[Task to complete]
In full and without change, return each entry.

(Beginning of Extracted entries)

#![cfg(feature = "dev")]
//! Tests for heap-order restoration.
//!
//! These tests verify the sift procedures used by every heap mutation:
//! - Child selection with one child, two children, and ties
//! - Single-direction restoration after a disturbance
//! - Bottom-up construction and the heapsort extraction pass
//!
//! ## Test Organization
//!
//! 1. **Relation Checks** - Parent and child violations
//! 2. **Sift Procedures** - Sift up, sift down, restore
//! 3. **Whole-Tree Passes** - Heapify and extraction

use binheap::internals::engine::sift::{
    Settle, extract_all, extremal_child, heapify, restore, sift_down, sift_up,
    violates_parent, violating_child,
};
use binheap::internals::engine::validator::Validator;
use binheap::internals::primitives::mode::{HeapMode, Precedes};
use binheap::internals::primitives::slots::Slots;

// ============================================================================
// Helper Functions
// ============================================================================

fn min() -> Precedes<i32> {
    HeapMode::Min.comparator()
}

fn max() -> Precedes<i32> {
    HeapMode::Max.comparator()
}

// ============================================================================
// Relation Check Tests
// ============================================================================

/// Test child selection when only a left child exists.
///
/// A missing right child is never a violation.
#[test]
fn test_extremal_child_left_only() {
    let slots = Slots::from(vec![5, 3]);

    assert_eq!(extremal_child(&slots, 1, 2, min()), Some(2));
    assert_eq!(violating_child(&slots, 1, 2, min()), Some(2));
    assert_eq!(violating_child(&slots, 1, 2, max()), None);
}

/// Test that the extremal child is chosen, not the first out-of-order one.
#[test]
fn test_extremal_child_both_children() {
    // Both children are smaller than the root; the smaller one must win
    let slots = Slots::from(vec![5, 3, 1]);
    assert_eq!(violating_child(&slots, 1, 3, min()), Some(3));

    // Both children are larger than the root; the larger one must win
    let slots = Slots::from(vec![1, 3, 5]);
    assert_eq!(violating_child(&slots, 1, 3, max()), Some(3));

    let slots = Slots::from(vec![1, 5, 3]);
    assert_eq!(violating_child(&slots, 1, 3, max()), Some(2));
}

/// Test that equal children resolve to the left child.
#[test]
fn test_extremal_child_tie() {
    let slots = Slots::from(vec![5, 2, 2]);

    assert_eq!(extremal_child(&slots, 1, 3, min()), Some(2));
}

/// Test that leaves and positions beyond the logical length have no child.
#[test]
fn test_extremal_child_none() {
    let slots = Slots::from(vec![1, 2, 3]);
    assert_eq!(extremal_child(&slots, 2, 3, min()), None);

    // Storage holds three values but only the root is governed
    let slots = Slots::from(vec![9, 1, 2]);
    assert_eq!(extremal_child(&slots, 1, 1, min()), None);
}

/// Test the parent relation.
#[test]
fn test_violates_parent() {
    let slots = Slots::from(vec![3, 1]);

    assert!(violates_parent(&slots, 2, min()));
    assert!(!violates_parent(&slots, 2, max()));
    assert!(!violates_parent(&slots, 1, min()), "The root has no parent");
}

/// Test that equal values are never out of order.
#[test]
fn test_equal_values_in_order() {
    let slots = Slots::from(vec![4, 4, 4]);

    assert!(!violates_parent(&slots, 2, min()));
    assert_eq!(violating_child(&slots, 1, 3, min()), None);
    assert_eq!(violating_child(&slots, 1, 3, max()), None);
}

// ============================================================================
// Sift Procedure Tests
// ============================================================================

/// Test sifting a new minimum from a leaf to the root.
#[test]
fn test_sift_up_to_root() {
    let mut slots = Slots::from(vec![1, 4, 6, 5, 8, 7, 0]);

    let pos = sift_up(&mut slots, 7, min());

    assert_eq!(pos, 1);
    assert_eq!(slots.as_slice(), &[0, 4, 1, 5, 8, 7, 6]);
}

/// Test sifting a large root down to a leaf.
#[test]
fn test_sift_down_to_leaf() {
    let mut slots = Slots::from(vec![9, 2, 3, 4, 5]);

    let pos = sift_down(&mut slots, 1, 5, min());

    assert_eq!(pos, 4);
    assert_eq!(slots.as_slice(), &[2, 4, 3, 9, 5]);
}

/// Test that sift down respects the logical length.
#[test]
fn test_sift_down_bounded() {
    let mut slots = Slots::from(vec![9, 2, 1]);

    sift_down(&mut slots, 1, 2, min());

    // Position 3 lies outside the logical range and is untouched
    assert_eq!(slots.as_slice(), &[2, 9, 1]);
}

/// Test restoration toward the root.
#[test]
fn test_restore_up() {
    let mut slots = Slots::from(vec![1, 5, 3, 0]);

    assert_eq!(restore(&mut slots, 4, 4, min()), Settle::Up);
    assert_eq!(slots.as_slice(), &[0, 1, 3, 5]);
}

/// Test restoration toward the leaves.
#[test]
fn test_restore_down() {
    let mut slots = Slots::from(vec![1, 9, 3, 4, 5]);

    assert_eq!(restore(&mut slots, 2, 5, min()), Settle::Down);
    assert_eq!(slots.as_slice(), &[1, 4, 3, 9, 5]);
}

/// Test restoration of a value already in order.
#[test]
fn test_restore_in_place() {
    let mut slots = Slots::from(vec![1, 2, 3]);

    assert_eq!(restore(&mut slots, 2, 3, min()), Settle::InPlace);
    assert_eq!(slots.as_slice(), &[1, 2, 3]);
}

// ============================================================================
// Whole-Tree Pass Tests
// ============================================================================

/// Test bottom-up construction of a min-heap.
#[test]
fn test_heapify_min() {
    let mut slots = Slots::from(vec![5, 3, 8, 1, 9, 2]);

    heapify(&mut slots, 6, min());

    assert_eq!(slots.as_slice(), &[1, 3, 2, 5, 9, 8]);
    assert!(Validator::validate_heap_order(&slots, 6, min()));
}

/// Test bottom-up construction of a max-heap.
#[test]
fn test_heapify_max() {
    let mut slots = Slots::from(vec![5, 3, 8, 1, 9, 2]);

    heapify(&mut slots, 6, max());

    assert_eq!(slots.as_slice(), &[9, 5, 8, 1, 3, 2]);
    assert!(Validator::validate_heap_order(&slots, 6, max()));
}

/// Test heapify on trivial inputs.
#[test]
fn test_heapify_trivial() {
    let mut empty: Slots<i32> = Slots::new();
    heapify(&mut empty, 0, min());
    assert!(empty.is_empty());

    let mut single = Slots::from(vec![42]);
    heapify(&mut single, 1, min());
    assert_eq!(single.as_slice(), &[42]);
}

/// Test that extraction from a max-heap leaves values ascending.
#[test]
fn test_extract_all_max_ascending() {
    let mut slots = Slots::from(vec![9, 5, 8, 1, 3, 2]);

    extract_all(&mut slots, 6, max());

    assert_eq!(slots.as_slice(), &[1, 2, 3, 5, 8, 9]);
}

/// Test that extraction from a min-heap leaves values descending.
#[test]
fn test_extract_all_min_descending() {
    let mut slots = Slots::from(vec![1, 3, 2, 5, 9, 8]);

    extract_all(&mut slots, 6, min());

    assert_eq!(slots.as_slice(), &[9, 8, 5, 3, 2, 1]);
}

(End of Extracted entries)

[Response]
#![cfg(feature = "dev")]
//! Tests for heap-order restoration.
//!
//! These tests verify the sift procedures used by every heap mutation:
//! - Child selection with one child, two children, and ties
//! - Single-direction restoration after a disturbance
//! - Bottom-up construction and the heapsort extraction pass
//!
//! ## Test Organization
//!
//! 1. **Relation Checks** - Parent and child violations
//! 2. **Sift Procedures** - Sift up, sift down, restore
//! 3. **Whole-Tree Passes** - Heapify and extraction

use binheap::internals::engine::sift::{
    Settle, extract_all, extremal_child, heapify, restore, sift_down, sift_up,
    violates_parent, violating_child,
};
use binheap::internals::engine::validator::Validator;
use binheap::internals::primitives::mode::{HeapMode, Precedes};
use binheap::internals::primitives::slots::Slots;

// ============================================================================
// Helper Functions
// ============================================================================

fn min() -> Precedes<i32> {
    HeapMode::Min.comparator()
}

fn max() -> Precedes<i32> {
    HeapMode::Max.comparator()
}

// ============================================================================
// Relation Check Tests
// ============================================================================

/// Test child selection when only a left child exists.
///
/// A missing right child is never a violation.
#[test]
fn test_extremal_child_left_only() {
    let slots = Slots::from(vec![5, 3]);

    assert_eq!(extremal_child(&slots, 1, 2, min()), Some(2));
    assert_eq!(violating_child(&slots, 1, 2, min()), Some(2));
    assert_eq!(violating_child(&slots, 1, 2, max()), None);
}

/// Test that the extremal child is chosen, not the first out-of-order one.
#[test]
fn test_extremal_child_both_children() {
    // Both children are smaller than the root; the smaller one must win
    let slots = Slots::from(vec![5, 3, 1]);
    assert_eq!(violating_child(&slots, 1, 3, min()), Some(3));

    // Both children are larger than the root; the larger one must win
    let slots = Slots::from(vec![1, 3, 5]);
    assert_eq!(violating_child(&slots, 1, 3, max()), Some(3));

    let slots = Slots::from(vec![1, 5, 3]);
    assert_eq!(violating_child(&slots, 1, 3, max()), Some(2));
}

/// Test that equal children resolve to the left child.
#[test]
fn test_extremal_child_tie() {
    let slots = Slots::from(vec![5, 2, 2]);

    assert_eq!(extremal_child(&slots, 1, 3, min()), Some(2));
}

/// Test that leaves and positions beyond the logical length have no child.
#[test]
fn test_extremal_child_none() {
    let slots = Slots::from(vec![1, 2, 3]);
    assert_eq!(extremal_child(&slots, 2, 3, min()), None);

    // Storage holds three values but only the root is governed
    let slots = Slots::from(vec![9, 1, 2]);
    assert_eq!(extremal_child(&slots, 1, 1, min()), None);
}

/// Test the parent relation.
#[test]
fn test_violates_parent() {
    let slots = Slots::from(vec![3, 1]);

    assert!(violates_parent(&slots, 2, min()));
    assert!(!violates_parent(&slots, 2, max()));
    assert!(!violates_parent(&slots, 1, min()), "The root has no parent");
}

/// Test that equal values are never out of order.
#[test]
fn test_equal_values_in_order() {
    let slots = Slots::from(vec![4, 4, 4]);

    assert!(!violates_parent(&slots, 2, min()));
    assert_eq!(violating_child(&slots, 1, 3, min()), None);
    assert_eq!(violating_child(&slots, 1, 3, max()), None);
}

// ============================================================================
// Sift Procedure Tests
// ============================================================================

/// Test sifting a new minimum from a leaf to the root.
#[test]
fn test_sift_up_to_root() {
    let mut slots = Slots::from(vec![1, 4, 6, 5, 8, 7, 0]);

    let pos = sift_up(&mut slots, 7, min());

    assert_eq!(pos, 1);
    assert_eq!(slots.as_slice(), &[0, 4, 1, 5, 8, 7, 6]);
}

/// Test sifting a large root down to a leaf.
#[test]
fn test_sift_down_to_leaf() {
    let mut slots = Slots::from(vec![9, 2, 3, 4, 5]);

    let pos = sift_down(&mut slots, 1, 5, min());

    assert_eq!(pos, 4);
    assert_eq!(slots.as_slice(), &[2, 4, 3, 9, 5]);
}

/// Test that sift down respects the logical length.
#[test]
fn test_sift_down_bounded() {
    let mut slots = Slots::from(vec![9, 2, 1]);

    sift_down(&mut slots, 1, 2, min());

    // Position 3 lies outside the logical range and is untouched
    assert_eq!(slots.as_slice(), &[2, 9, 1]);
}

/// Test restoration toward the root.
#[test]
fn test_restore_up() {
    let mut slots = Slots::from(vec![1, 5, 3, 0]);

    assert_eq!(restore(&mut slots, 4, 4, min()), Settle::Up);
    assert_eq!(slots.as_slice(), &[0, 1, 3, 5]);
}

/// Test restoration toward the leaves.
#[test]
fn test_restore_down() {
    let mut slots = Slots::from(vec![1, 9, 3, 4, 5]);

    assert_eq!(restore(&mut slots, 2, 5, min()), Settle::Down);
    assert_eq!(slots.as_slice(), &[1, 4, 3, 9, 5]);
}

/// Test restoration of a value already in order.
#[test]
fn test_restore_in_place() {
    let mut slots = Slots::from(vec![1, 2, 3]);

    assert_eq!(restore(&mut slots, 2, 3, min()), Settle::InPlace);
    assert_eq!(slots.as_slice(), &[1, 2, 3]);
}

// ============================================================================
// Whole-Tree Pass Tests
// ============================================================================

/// Test bottom-up construction of a min-heap.
#[test]
fn test_heapify_min() {
    let mut slots = Slots::from(vec![5, 3, 8, 1, 9, 2]);

    heapify(&mut slots, 6, min());

    assert_eq!(slots.as_slice(), &[1, 3, 2, 5, 9, 8]);
    assert!(Validator::validate_heap_order(&slots, 6, min()));
}

/// Test bottom-up construction of a max-heap.
#[test]
fn test_heapify_max() {
    let mut slots = Slots::from(vec![5, 3, 8, 1, 9, 2]);

    heapify(&mut slots, 6, max());

    assert_eq!(slots.as_slice(), &[9, 5, 8, 1, 3, 2]);
    assert!(Validator::validate_heap_order(&slots, 6, max()));
}

/// Test heapify on trivial inputs.
#[test]
fn test_heapify_trivial() {
    let mut empty: Slots<i32> = Slots::new();
    heapify(&mut empty, 0, min());
    assert!(empty.is_empty());

    let mut single = Slots::from(vec![42]);
    heapify(&mut single, 1, min());
    assert_eq!(single.as_slice(), &[42]);
}

/// Test that extraction from a max-heap leaves values ascending.
#[test]
fn test_extract_all_max_ascending() {
    let mut slots = Slots::from(vec![9, 5, 8, 1, 3, 2]);

    extract_all(&mut slots, 6, max());

    assert_eq!(slots.as_slice(), &[1, 2, 3, 5, 8, 9]);
}

/// Test that extraction from a min-heap leaves values descending.
#[test]
fn test_extract_all_min_descending() {
    let mut slots = Slots::from(vec![1, 3, 2, 5, 9, 8]);

    extract_all(&mut slots, 6, min());

    assert_eq!(slots.as_slice(), &[9, 8, 5, 3, 2, 1]);
}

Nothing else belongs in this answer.